I have finished the essay Josh sent me on the lower middle class and read the posts here on the Wiscon identity panel and done some thinking out loud by myself. I am wondering if it might be worthwhile considering a group blog on class.

What I actually started thinking about was the early days of second wave feminism, when we had consciousness raising groups, because many women simply could not think about sexism. It was right there in front of them, but they couldn't see it clearly. Remember "the personal is political?"

My experience of the Wiscon class panel is -- when people start talking about their own class background, the panel disappears into a black hole.

But in reading the essay Josh sent me, I kept thinking, "that isn't the way I have experienced life" and "if that is true, how do you explain my father?"

So personal experience does matter. But it probably can't be handled in a 75 minute panel.

Which leads to the idea of the group blog...

I'm also thinking it might be a good idea to have discussions of the topic at next year's Wiscon -- an hour or two in a room, where people begin to explore the topic. What is class? How does it influence our lives?

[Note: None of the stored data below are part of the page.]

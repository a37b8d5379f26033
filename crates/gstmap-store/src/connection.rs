//! Store connection management.
//!
//! The store is opened with a single pooled connection and `synchronous =
//! FULL`, so every committed write has reached disk before the call returns.
//! That single-connection discipline is what makes the row checkpoint
//! trustworthy after a crash: a result row is either durably written or not
//! written at all.

use crate::error::Result;
use crate::migrations;
use sqlx::sqlite::{SqliteConnectOptions, SqliteJournalMode, SqlitePoolOptions, SqliteSynchronous};
use sqlx::{Pool, Sqlite};
use std::path::Path;

/// Incremental result store backed by a single `SQLite` file.
///
/// Cloning is cheap; clones share the same pool.
#[derive(Debug, Clone)]
pub struct TabularStore {
    pool: Pool<Sqlite>,
}

impl TabularStore {
    /// Open (or create) a dataset file and apply pending migrations.
    pub async fn open(path: impl AsRef<Path>) -> Result<Self> {
        let options = SqliteConnectOptions::new()
            .filename(path.as_ref())
            .create_if_missing(true)
            .journal_mode(SqliteJournalMode::Wal)
            .synchronous(SqliteSynchronous::Full);

        let pool = SqlitePoolOptions::new()
            .max_connections(1)
            .connect_with(options)
            .await?;

        migrations::run_migrations(&pool).await?;
        tracing::info!(path = %path.as_ref().display(), "Store opened");
        Ok(Self { pool })
    }

    /// Open an in-memory store for tests.
    ///
    /// The pool is pinned to one connection that never expires; dropping the
    /// last connection would discard the in-memory database.
    pub async fn open_in_memory() -> Result<Self> {
        let options = SqliteConnectOptions::new().in_memory(true);
        let pool = SqlitePoolOptions::new()
            .max_connections(1)
            .idle_timeout(None)
            .max_lifetime(None)
            .connect_with(options)
            .await?;

        migrations::run_migrations(&pool).await?;
        Ok(Self { pool })
    }

    /// Direct access to the underlying pool.
    #[must_use]
    pub fn pool(&self) -> &Pool<Sqlite> {
        &self.pool
    }

    /// Close the pool gracefully.
    pub async fn close(self) {
        self.pool.close().await;
    }
}

#[cfg(test)]
mod tests {
    use super::*;

    #[tokio::test]
    async fn test_open_in_memory_applies_migrations() {
        let store = TabularStore::open_in_memory().await.expect("open store");
        let version = migrations::get_schema_version(store.pool())
            .await
            .expect("schema version");
        assert_eq!(version, 1);
    }

    #[tokio::test]
    async fn test_open_creates_file_and_reopens() {
        let dir = tempfile::tempdir().expect("tempdir");
        let path = dir.path().join("dataset.db");

        let store = TabularStore::open(&path).await.expect("open store");
        store.close().await;
        assert!(path.exists());

        // Reopen; migrations are already applied and must not fail
        let store = TabularStore::open(&path).await.expect("reopen store");
        let version = migrations::get_schema_version(store.pool())
            .await
            .expect("schema version");
        assert_eq!(version, 1);
    }

    #[tokio::test]
    async fn test_expected_tables_exist() {
        let store = TabularStore::open_in_memory().await.expect("open store");
        let tables: Vec<String> = sqlx::query_scalar(
            "SELECT name FROM sqlite_master WHERE type='table' AND name NOT LIKE 'sqlite_%' AND name != '_sqlx_migrations' ORDER BY name",
        )
        .fetch_all(store.pool())
        .await
        .expect("query tables");
        assert_eq!(tables, vec!["gstin_details", "pan_results"]);
    }
}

I think we may have jumped a whole stage of exploration in trying to do class panels that come to a conclusion.

9 comments:

  1. A couple of thoughts:

    a) Felski's experience of class occurred in another country; I think she'd be please with U.S.ians protesting "That's not what I've seen" and using her essay as a jumping-off point for such discussions.

    b) My impatience with the level of WisCon discussions on disability and (to some extent) on class had something to do with the fact that I saw race and gender being addressed with a lot more acuity.

    c) Just as it's best to teach by engaging students with a text or a scientific problem right away and using the theory to answer questions that arise organically from their approaching that problem, a class panel, contrary to the one that frustrated us, should start with something like "How do you write w-c characters differently?" or "How do readers receive your w-c characters?" or "What is Rebecca Ore doing?" and the personal will come in naturally after that.

    d) Barzak and McHugh would be invaluable participants in a discussion on class. Can't be all white folks, though.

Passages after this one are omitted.